-- Work instruction --
From the material below, list every line containing "const".

-- Material supplied --
- - - -

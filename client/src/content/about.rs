//! About page content: company stats, values, history and team.

#[cfg(test)]
#[path = "about_test.rs"]
mod about_test;

/// A headline figure shown in the stats strip.
#[derive(Clone, Debug, PartialEq, Eq)]
pub struct Stat {
    pub value: String,
    pub label: &'static str,
}

#[derive(Clone, Copy, Debug, PartialEq, Eq)]
pub struct CoreValue {
    pub icon: &'static str,
    pub title: &'static str,
    pub description: &'static str,
}

/// One entry on the company timeline.
#[derive(Clone, Copy, Debug, PartialEq, Eq)]
pub struct Milestone {
    pub year: u16,
    pub title: &'static str,
    pub description: &'static str,
}

#[derive(Clone, Copy, Debug, PartialEq, Eq)]
pub struct TeamMember {
    pub name: &'static str,
    pub role: &'static str,
    pub avatar: &'static str,
    pub bio: &'static str,
}

/// Figures that are not derivable from the arrays below.
const FIXED_STATS: &[(&str, &str)] = &[
    ("12.000+", "Phòng đã đăng"),
    ("35.000+", "Người thuê hài lòng"),
    ("8", "Tỉnh thành phủ sóng"),
];

pub const VALUES: &[CoreValue] = &[
    CoreValue {
        icon: "🛡️",
        title: "Minh bạch",
        description: "Mọi tin đăng đều được kiểm duyệt, giá và hình ảnh phản ánh đúng thực tế.",
    },
    CoreValue {
        icon: "⚡",
        title: "Nhanh chóng",
        description: "Tìm và liên hệ chủ nhà chỉ trong vài phút, không qua trung gian.",
    },
    CoreValue {
        icon: "🤝",
        title: "Tận tâm",
        description: "Đội ngũ hỗ trợ luôn sẵn sàng giải đáp cho cả người thuê và chủ nhà.",
    },
    CoreValue {
        icon: "🌱",
        title: "Bền vững",
        description: "Xây dựng cộng đồng thuê nhà lâu dài, công bằng cho mọi bên.",
    },
];

pub const TIMELINE: &[Milestone] = &[
    Milestone {
        year: 2019,
        title: "Khởi đầu",
        description: "Nhóm sáng lập ra mắt trang đăng tin phòng trọ đầu tiên tại TP. Hồ Chí Minh.",
    },
    Milestone {
        year: 2020,
        title: "Kiểm duyệt tin đăng",
        description: "Ra mắt quy trình xác minh tin đăng và hình ảnh thực tế.",
    },
    Milestone {
        year: 2022,
        title: "Mở rộng ra Hà Nội",
        description: "Có mặt tại Hà Nội và Đà Nẵng với hơn 5.000 phòng.",
    },
    Milestone {
        year: 2024,
        title: "Ứng dụng di động",
        description: "Phát hành ứng dụng cho iOS và Android.",
    },
];

pub const TEAM: &[TeamMember] = &[
    TeamMember {
        name: "Nguyễn Minh Anh",
        role: "Đồng sáng lập & CEO",
        avatar: "/images/team/minh-anh.svg",
        bio: "Mười năm kinh nghiệm trong lĩnh vực bất động sản cho thuê.",
    },
    TeamMember {
        name: "Trần Quốc Bảo",
        role: "Đồng sáng lập & CTO",
        avatar: "/images/team/quoc-bao.svg",
        bio: "Phụ trách nền tảng kỹ thuật và sản phẩm.",
    },
    TeamMember {
        name: "Lê Thu Hà",
        role: "Trưởng nhóm Chăm sóc khách hàng",
        avatar: "/images/team/thu-ha.svg",
        bio: "Đảm bảo mọi câu hỏi được phản hồi trong ngày.",
    },
    TeamMember {
        name: "Phạm Đức Long",
        role: "Trưởng nhóm Kiểm duyệt",
        avatar: "/images/team/duc-long.svg",
        bio: "Giữ chất lượng tin đăng luôn ở mức cao nhất.",
    },
];

/// Years between the first and the latest timeline milestone.
pub fn years_of_operation(timeline: &[Milestone]) -> u16 {
    let first = timeline.iter().map(|m| m.year).min();
    let last = timeline.iter().map(|m| m.year).max();
    match (first, last) {
        (Some(first), Some(last)) => last - first,
        _ => 0,
    }
}

/// Stats strip: fixed marketing figures followed by values derived from the
/// team and timeline arrays.
pub fn stats(team: &[TeamMember], timeline: &[Milestone]) -> Vec<Stat> {
    let mut out: Vec<Stat> = FIXED_STATS
        .iter()
        .map(|&(value, label)| Stat { value: value.to_owned(), label })
        .collect();
    out.push(Stat { value: format!("{}+", years_of_operation(timeline)), label: "Năm hoạt động" });
    out.push(Stat { value: team.len().to_string(), label: "Thành viên nòng cốt" });
    out
}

- - - -

-- Exercise result --
const FIXED_STATS: &[(&str, &str)] = &[
pub const VALUES: &[CoreValue] = &[
pub const TIMELINE: &[Milestone] = &[
pub const TEAM: &[TeamMember] = &[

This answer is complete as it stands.